[DATA EXTRACTS Boundary: Start]
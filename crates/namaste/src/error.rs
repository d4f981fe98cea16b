/// Failures of console operations: transport, backend, local input and I/O.
#[derive(thiserror::Error, Debug, Clone)]
pub enum Error {
    #[error("Network error: {0}")]
    Network(String),

    #[error("Backend returned HTTP {status}{}", .message.as_deref().map(|m| format!(": {m}")).unwrap_or_default())]
    Http { status: u16, message: Option<String> },

    #[error("Failed to decode response: {0}")]
    Decode(String),

    #[error("IO error: {0}")]
    Io(String),

    #[error("Clipboard unavailable: {0}")]
    Clipboard(String),

    #[error(transparent)]
    Input(#[from] namaste_core::Error),
}

impl Error {
    /// The `message` field of a non-2xx JSON body, when the backend sent one.
    pub fn backend_message(&self) -> Option<&str> {
        match self {
            Error::Http { message, .. } => message.as_deref(),
            _ => None,
        }
    }
}

impl From<std::io::Error> for Error {
    fn from(err: std::io::Error) -> Self {
        Error::Io(err.to_string())
    }
}

#[cfg(test)]
mod tests {
    use super::*;

    #[test]
    fn test_http_error_display_with_message() {
        let err = Error::Http {
            status: 422,
            message: Some("Invalid CSV header".to_string()),
        };
        assert_eq!(err.to_string(), "Backend returned HTTP 422: Invalid CSV header");
        assert_eq!(err.backend_message(), Some("Invalid CSV header"));
    }

    #[test]
    fn test_http_error_display_without_message() {
        let err = Error::Http {
            status: 502,
            message: None,
        };
        assert_eq!(err.to_string(), "Backend returned HTTP 502");
        assert_eq!(err.backend_message(), None);
    }

    #[test]
    fn test_input_errors_pass_through() {
        let err: Error = namaste_core::Error::validation("Please enter a code to translate").into();
        assert_eq!(err.to_string(), "Please enter a code to translate");
        assert_eq!(err.backend_message(), None);
    }
}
[DATA EXTRACTS Boundary: End]
• **WORK REQUIRED**:
Return the entries above exactly, each one complete.

• **RESULT BELOW**:
filename crates/namaste/src/error.rs
repository d4f981fe98cea16b
/// Failures of console operations: transport, backend, local input and I/O.
#[derive(thiserror::Error, Debug, Clone)]
pub enum Error {
    #[error("Network error: {0}")]
    Network(String),

    #[error("Backend returned HTTP {status}{}", .message.as_deref().map(|m| format!(": {m}")).unwrap_or_default())]
    Http { status: u16, message: Option<String> },

    #[error("Failed to decode response: {0}")]
    Decode(String),

    #[error("IO error: {0}")]
    Io(String),

    #[error("Clipboard unavailable: {0}")]
    Clipboard(String),

    #[error(transparent)]
    Input(#[from] namaste_core::Error),
}

impl Error {
    /// The `message` field of a non-2xx JSON body, when the backend sent one.
    pub fn backend_message(&self) -> Option<&str> {
        match self {
            Error::Http { message, .. } => message.as_deref(),
            _ => None,
        }
    }
}

impl From<std::io::Error> for Error {
    fn from(err: std::io::Error) -> Self {
        Error::Io(err.to_string())
    }
}

#[cfg(test)]
mod tests {
    use super::*;

    #[test]
    fn test_http_error_display_with_message() {
        let err = Error::Http {
            status: 422,
            message: Some("Invalid CSV header".to_string()),
        };
        assert_eq!(err.to_string(), "Backend returned HTTP 422: Invalid CSV header");
        assert_eq!(err.backend_message(), Some("Invalid CSV header"));
    }

    #[test]
    fn test_http_error_display_without_message() {
        let err = Error::Http {
            status: 502,
            message: None,
        };
        assert_eq!(err.to_string(), "Backend returned HTTP 502");
        assert_eq!(err.backend_message(), None);
    }

    #[test]
    fn test_input_errors_pass_through() {
        let err: Error = namaste_core::Error::validation("Please enter a code to translate").into();
        assert_eq!(err.to_string(), "Please enter a code to translate");
        assert_eq!(err.backend_message(), None);
    }
}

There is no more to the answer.